Is there a faster way to normalize a vector than just?:

len = sqrt(vect.x^2 + vect.y^2 + vect.z^2);
vect.x /= len;
vect.y /= len;
vect.z /= len;

I remember a poster earlier mentioning some faster methods of finding the length of a vector without using sqrt.

This would be faster:

len = 1.0 / sqrt(vect.x^2 + vect.y^2 + vect.z^2);

vect.x *= len;
vect.y *= len;
vect.z *= len;

Multiplies are significantly faster than divides. Of course, the slowest part of the above code is the square root. Nvidia has some fastmath routines on their site that has a faster square root in it. There are also other “tricks” like Nvidia’s floating around the web. They’re not as accurate or as universal as just calling sqrt(), so be aware of this.

– Zeno

void __forceinline __fastcall normalizeASM(float* v)
{
static float f=0;
static const float one=1.0f;
__asm{
mov eax,dword ptr[v]
fld dword ptr[eax]
fmul dword ptr[eax]
fstp f
fld dword ptr[eax+4]
fmul dword ptr[eax+4]
fstp f
fld dword ptr[eax+8]
fmul dword ptr[eax+8]
fsqrt
fstp f
fld one
fdiv f
fstp f
fld dword ptr[eax]
fmul f
fstp dword ptr[eax]
fld dword ptr[eax+4]
fmul f
fstp dword ptr[eax+4]
fld dword ptr[eax+8]
fmul f
fstp dword ptr[eax+8]
}
}

thats the one i wrote… could be faster without the f, but i dont know how to store from the floatreg into a stdregister…
(means fstp ebx, not allowed… ) anyone?

If you use 3dnow or SSE you can do a fast a quite accurate 1/sqrt approximation in only two or so clockcycles.

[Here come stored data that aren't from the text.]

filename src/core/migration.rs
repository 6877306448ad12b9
//! Source-fund backfill - assigns `source_fund_id` to historical expenses
//! that predate fund tracking.
//!
//! The backfill is idempotent and restartable: only rows where
//! `source_fund_id IS NULL` are considered, each row's default fund comes
//! from the resolver's precedence (earliest relationship, then the legacy
//! pointer), and rows whose category resolves to no fund are reported as
//! orphaned rather than written or aborted on. Batching is cursor-based on
//! the expense id, so permanently orphaned rows never stall progress and a
//! caller can impose its own pacing or cancellation between batches.

use crate::{
    core::resolver,
    entities::{Expense, expense},
    errors::{Error, Result},
};
use sea_orm::{PaginatorTrait, QueryOrder, QuerySelect, Set, prelude::*};
use serde::Serialize;
use std::collections::HashMap;
use tracing::{info, warn};

/// Read-only snapshot of how far the backfill has progressed.
#[derive(Debug, Clone, PartialEq, Eq, Serialize)]
pub struct MigrationStatus {
    /// All expense rows
    pub total_expenses: u64,
    /// Rows that already carry a source fund
    pub expenses_with_source_fund: u64,
    /// Rows still lacking a source fund
    pub expenses_without_source_fund: u64,
    /// True when nothing is left to migrate
    pub migration_complete: bool,
}

/// An expense the backfill could not assign a source fund to.
#[derive(Debug, Clone, PartialEq, Eq, Serialize)]
pub struct OrphanedExpense {
    /// The unmigratable expense
    pub expense_id: i64,
    /// Its category, which resolves to no fund
    pub category_id: i64,
}

/// Outcome of one backfill batch.
#[derive(Debug, Clone, PartialEq, Serialize)]
pub struct BatchReport {
    /// Rows examined in this batch
    pub examined: u64,
    /// Rows assigned a source fund
    pub migrated: u64,
    /// Rows that could not be migrated
    pub orphaned: Vec<OrphanedExpense>,
    /// Cursor to pass to the next batch; `None` when the scan is done
    pub next_cursor: Option<i64>,
}

/// Outcome of a full backfill run.
#[derive(Debug, Clone, PartialEq, Serialize)]
pub struct MigrationReport {
    /// Rows examined across all batches
    pub examined: u64,
    /// Rows assigned a source fund
    pub migrated: u64,
    /// Rows that could not be migrated, reported rather than swallowed
    pub orphaned: Vec<OrphanedExpense>,
    /// Number of batches processed
    pub batches: u64,
}

/// Reports backfill progress as a pure read, usable before and after the
/// backfill for operational dashboards and automated verification.
pub async fn check_migration_status<C>(db: &C) -> Result<MigrationStatus>
where
    C: ConnectionTrait,
{
    let total_expenses = Expense::find().count(db).await?;
    let expenses_without_source_fund = Expense::find()
        .filter(expense::Column::SourceFundId.is_null())
        .count(db)
        .await?;
    let expenses_with_source_fund = total_expenses - expenses_without_source_fund;

    Ok(MigrationStatus {
        total_expenses,
        expenses_with_source_fund,
        expenses_without_source_fund,
        migration_complete: expenses_without_source_fund == 0,
    })
}

/// Processes one batch of un-migrated expenses starting after `cursor`.
///
/// `defaults` memoizes per-category resolution for the duration of a run so
/// repeated categories cost one lookup. Every row is handled completely
/// within its batch; a batch boundary never splits a row's work.
pub async fn backfill_batch(
    db: &DatabaseConnection,
    cursor: Option<i64>,
    batch_size: u64,
    defaults: &mut HashMap<i64, Option<i64>>,
) -> Result<BatchReport> {
    let mut query = Expense::find()
        .filter(expense::Column::SourceFundId.is_null())
        .order_by_asc(expense::Column::Id)
        .limit(batch_size);
    if let Some(last_id) = cursor {
        query = query.filter(expense::Column::Id.gt(last_id));
    }
    let batch = query.all(db).await?;

    let mut report = BatchReport {
        examined: 0,
        migrated: 0,
        orphaned: Vec::new(),
        next_cursor: None,
    };

    for row in batch {
        report.examined += 1;
        report.next_cursor = Some(row.id);

        let category_id = row.category_id;
        let default_fund = match defaults.get(&category_id) {
            Some(cached) => *cached,
            None => {
                let resolved = match resolver::resolve_default_fund_for_category(db, category_id)
                    .await
                {
                    Ok(fund_id) => fund_id,
                    // A dangling category makes the row orphaned, not the run failed
                    Err(Error::CategoryNotFound { .. }) => None,
                    Err(other) => return Err(other),
                };
                defaults.insert(category_id, resolved);
                resolved
            }
        };

        match default_fund {
            Some(fund_id) => {
                let expense_id = row.id;
                let mut active: expense::ActiveModel = row.into();
                active.source_fund_id = Set(Some(fund_id));
                active.update(db).await?;
                report.migrated += 1;
                info!(expense_id, fund_id, "Backfilled expense source fund");
            }
            None => {
                warn!(
                    expense_id = row.id,
                    category_id, "Expense category resolves to no fund; leaving unmigrated"
                );
                report.orphaned.push(OrphanedExpense {
                    expense_id: row.id,
                    category_id,
                });
            }
        }
    }

    Ok(report)
}

/// Runs the backfill to completion in batches of `batch_size`.
///
/// Safe to re-run: already-migrated rows are filtered out by the
/// `source_fund_id IS NULL` predicate and never touched again.
pub async fn backfill_source_funds(
    db: &DatabaseConnection,
    batch_size: u64,
) -> Result<MigrationReport> {
    let mut report = MigrationReport {
        examined: 0,
        migrated: 0,
        orphaned: Vec::new(),
        batches: 0,
    };
    let mut defaults: HashMap<i64, Option<i64>> = HashMap::new();
    let mut cursor = None;

    loop {
        let batch = backfill_batch(db, cursor, batch_size, &mut defaults).await?;
        if batch.examined == 0 {
            break;
        }
        report.examined += batch.examined;
        report.migrated += batch.migrated;
        report.orphaned.extend(batch.orphaned);
        report.batches += 1;
        cursor = batch.next_cursor;
    }

    info!(
        examined = report.examined,
        migrated = report.migrated,
        orphaned = report.orphaned.len(),
        batches = report.batches,
        "Source fund backfill finished"
    );
    Ok(report)
}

Thanks for all the info, guys! So, Humus, how would you implement such an optimization? In asm?

Humus -

I’m sure a lot of people on here would LOVE to get a 2 cycle sqrt approx (I would ). Do you know where we could find it?

Davepermen -

Have you done any benchmarking of your algorithm vs. regular sqrtf()? Could you post the results?

Thanks,
–Zeno

Yeah, I’d do it in asm. It would be a quite short function. I haven’t done any 3dnow stuff for some time, so don’t have the instructions name in my head (was something like PFI2D I think … or something other weird). But the 3dnow docs are freely available on AMD homepage and the SSE eqvivalent is free for download from Intel too.

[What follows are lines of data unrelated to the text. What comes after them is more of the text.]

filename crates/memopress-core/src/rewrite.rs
//! Image path rewriting
//!
//! The one place where scanning, the filesystem, and text rewriting meet:
//! every image reference in a note is resolved against the source directory,
//! the asset is copied into the destination directory, and the reference is
//! rewritten to point at the copy. References that cannot be resolved are
//! left verbatim and reported as warnings.

use crate::assets::copy_image;
use crate::image_refs::{ImageRef, IMAGE_REF_REGEX};
use regex::Captures;
use serde::Serialize;
use std::ffi::OsStr;
use std::fmt;
use std::path::{Path, PathBuf};
use tracing::warn;

/// A non-fatal problem encountered while rewriting image references
#[derive(Debug, Clone, PartialEq, Eq, Serialize)]
pub enum RewriteWarning {
    /// A matched tag has no resolvable path (empty or `|`-only)
    MissingPath {
        /// The tag as matched, verbatim
        tag: String,
    },
    /// The referenced source image does not exist on disk
    MissingSource {
        /// The tag as matched, verbatim
        tag: String,
        /// Resolved source path that was not found
        source: PathBuf,
    },
}

impl fmt::Display for RewriteWarning {
    fn fmt(&self, f: &mut fmt::Formatter<'_>) -> fmt::Result {
        match self {
            Self::MissingPath { tag } => write!(f, "image path missing in tag: {tag}"),
            Self::MissingSource { source, .. } => {
                write!(f, "image file does not exist: {}", source.display())
            }
        }
    }
}

/// Result of an image path rewrite pass
#[derive(Debug, Clone)]
pub struct RewriteOutcome {
    /// Content with every resolvable reference rewritten
    pub content: String,

    /// Warnings for references left unchanged, in document order
    pub warnings: Vec<RewriteWarning>,
}

/// Rewrite image references in `content`, copying assets as a side effect
///
/// For each match, left to right: resolve the path (size annotation
/// stripped), copy `source_dir/<path>` to `dest_dir/<basename>`, and replace
/// the match with `![alt](/<dest path>)`. The rewritten form always uses the
/// inline syntax with a leading `/`, whichever syntax the note used.
///
/// Unresolvable references pass through unchanged: a missing/empty path or a
/// source file that does not exist yields a [`RewriteWarning`] (also logged
/// at `warn`) and the original text. I/O problems during the copy itself are
/// treated the same as a missing source.
pub fn rewrite_image_paths(content: &str, source_dir: &Path, dest_dir: &Path) -> RewriteOutcome {
    let mut warnings = Vec::new();

    let rewritten = IMAGE_REF_REGEX.replace_all(content, |cap: &Captures<'_>| {
        let image_ref = ImageRef::from_captures(cap);

        let Some(path) = image_ref.path() else {
            warn!(tag = %image_ref.text, "image path missing in tag");
            warnings.push(RewriteWarning::MissingPath {
                tag: image_ref.text.clone(),
            });
            return image_ref.text.clone();
        };

        let source = source_dir.join(path);
        let basename = Path::new(path).file_name().unwrap_or_else(|| OsStr::new(path));
        let dest = dest_dir.join(basename);

        if copy_image(&source, &dest) {
            format!("![{}](/{})", image_ref.alt(), dest.display())
        } else {
            warn!(source = %source.display(), "image file does not exist");
            warnings.push(RewriteWarning::MissingSource {
                tag: image_ref.text.clone(),
                source,
            });
            image_ref.text.clone()
        }
    });

    RewriteOutcome {
        content: rewritten.into_owned(),
        warnings,
    }
}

[This message has been edited by Humus (edited 02-12-2001).]

Cool. So now all I need to do is download tens of megabytes of Intel and AMD processor specs, study them, learn assembly, and maybe come up with a mathematical trick for approximating a square root (if such instructions aren’t built-in). That shouldn’t take long .

– Zeno

They are built-in. I could smash up a small piece of code later tonight when I get time …

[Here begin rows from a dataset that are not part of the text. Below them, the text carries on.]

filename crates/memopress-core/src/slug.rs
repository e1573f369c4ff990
//! Title slugification
//!
//! Turns an arbitrary title into a URL-safe identifier: lowercase, spaces
//! replaced with hyphens, everything outside `[\w-]` dropped.

use regex::Regex;
use std::sync::LazyLock;

static NON_SLUG_CHARS: LazyLock<Regex> =
    LazyLock::new(|| Regex::new(r"[^\w-]").expect("slug regex"));

/// Convert a title to a slug
///
/// Idempotent: applying `slugify` to its own output is a no-op. Never fails;
/// a title with no slug-safe characters produces an empty string.
///
/// ```
/// use memopress_core::slug::slugify;
///
/// assert_eq!(slugify("My First Post"), "my-first-post");
/// assert_eq!(slugify("  Rust & Notes!  "), "rust--notes");
/// ```
pub fn slugify(title: &str) -> String {
    let lowered = title.to_lowercase();
    let hyphenated = lowered.trim().replace(' ', "-");
    NON_SLUG_CHARS.replace_all(&hyphenated, "").into_owned()
}
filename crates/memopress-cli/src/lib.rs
//! Memopress CLI
//!
//! Thin batch driver over `memopress-core`: argument parsing, logging setup,
//! and the publish loop live here; all transformation logic stays in core.

pub mod cli;
pub mod commands;
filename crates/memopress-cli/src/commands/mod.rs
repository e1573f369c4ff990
//! CLI command implementations

pub mod publish;
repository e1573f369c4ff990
use anyhow::Result;
use clap::Parser;
use tracing_subscriber::EnvFilter;

use memopress_cli::{
    cli::{Cli, Commands},
    commands,
};

fn main() -> Result<()> {
    let cli = Cli::parse();

    // RUST_LOG still wins over the CLI flags when set.
    let env_filter = EnvFilter::builder()
        .with_default_directive(cli.level_filter().into())
        .from_env_lossy();
    tracing_subscriber::fmt().with_env_filter(env_filter).init();

    match cli.command {
        Commands::Publish(args) => commands::publish::execute(args),
    }
}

http://www.opengl.org/discussion_boards/ubb/Forum3/HTML/000211.html

(you may have to reconstruct the link)

Regards

LG

Here is a 3DNow! vector normalization:

#include <AMD3D/amd3dx.h> // 3DNow! opcode macros

void Normalize3f_3DNow(float *vec)
{
_asm
{
femms
mov eax, dword ptr [vec]
movq mm0, [eax]
movq mm3, mm0
pfmul (m0,m0)
movd mm1, [eax+8]
movq mm4, mm1
pfmul (m1,m1)
pfacc (m0,m0)
pfrsqrt (m1,m0)
movq mm2,mm1
pfmul (m2,m2)
pfrsqit1 (m2,m0)
pfrcpit2 (m2,m1)
punpckldq mm2,mm2
pfmul (m3,m2)
movq [eax],mm3
pfmul (m4,m2)
movd [eax+8],mm4
femms
}
}

I believe I simply copied that routine from the 3DNow! SDK. To get maximum performance when working on a bunch of vectors it is much better to use most of the above code inlined and use prefetch (or prefetchw) to fetch the next vector into cache while working with the current vector. Oh and you can lose the pfrsqit1, pfrcpit2, and one pfmul instruction if 15 bit precision is good enough.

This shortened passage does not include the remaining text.